Sedleian Professor of Natural Philosophy à l’université d’Oxford, Royaume-Uni Sir John Ball est au premier rang des spécialistes mondiaux de l’élasticité non linéaire, du calcul des variations, de la théorie mathématique des matériaux et, plus généralement, des mathématiques appliquées. Il a reçu de nombreux prix et distinctions : nommé Fellow of the Royal Society of London (Académie des sciences britannique) depuis 1989 et membre étranger de l’Académie des sciences de Paris depuis 2000.

Ce doctorat honoris causa vient récompenser un ensemble de travaux et de nombreuses contributions dans les domaines du calcul des variations, des équations aux dérivées partielles non linéaires, des systèmes dynamiques de dimension infinie et de leurs applications à la mécanique non linéaire. Quels sont les plus significatifs selon vous ?

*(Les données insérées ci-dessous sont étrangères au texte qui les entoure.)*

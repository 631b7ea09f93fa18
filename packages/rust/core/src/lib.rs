//! Dataset scheduling and the score export engine for tractscore.
//!
//! Datasets are registered as [`PipelineUnit`] factories in a
//! [`DatasetRegistry`]; [`scheduler::run`] executes a selection of them under
//! a bounded pool, with memory-intensive datasets run one at a time
//! afterwards. The [`export`] module holds the post-score unit that turns the
//! scored tract table into every published artifact.

pub mod datasets;
pub mod export;
pub mod invariants;
pub mod mirror;
pub mod progress;
pub mod registry;
pub mod runner;
pub mod scheduler;
pub mod unit;

pub use datasets::{build_registry, default_registry};
pub use progress::{ProgressReporter, SilentProgress};
pub use registry::{DatasetDescriptor, DatasetRegistry, UnitFactory};
pub use scheduler::{RunReport, RunRequest, SchedulerOptions};
pub use unit::{PipelineUnit, Stage, run_unit};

JB - Comme de nombreux autres chercheurs, j’ai plutôt tendance à m’enthousiasmer pour mes travaux les plus récents. Toutefois, mes contributions étaient sans doute meilleures quand j’étais plus jeune ! Mes travaux sur l’élasticité non linéaire, dont les équations ont d’abord été écrites par Cauchy vers 1822, ont établi pour la première fois l’existence de configurations minimales de l’énergie du matériau sous conditions réalistes. Nous savons encore très peu de choses sur ces configurations, par exemple si elles varient ou pas de manière régulière de point en point. Néanmoins, en essayant à défaut de prouver ceci, j’ai trouvé, avec le défunt Vic Mizel, des exemples unidimensionnels surprenants, dont les fonctions minimales ne satisfont pas l’équation d’Euler-Lagrange. Plus tard, influencés par Jerry Ericksen, Dick James et moi avons étudié des cas sans configuration minimisant l’énergie, montrant que l’on pourrait ainsi comprendre les microstructures résultant des transformations d’une phase solide. Ces travaux restent encore recevables aujourd’hui.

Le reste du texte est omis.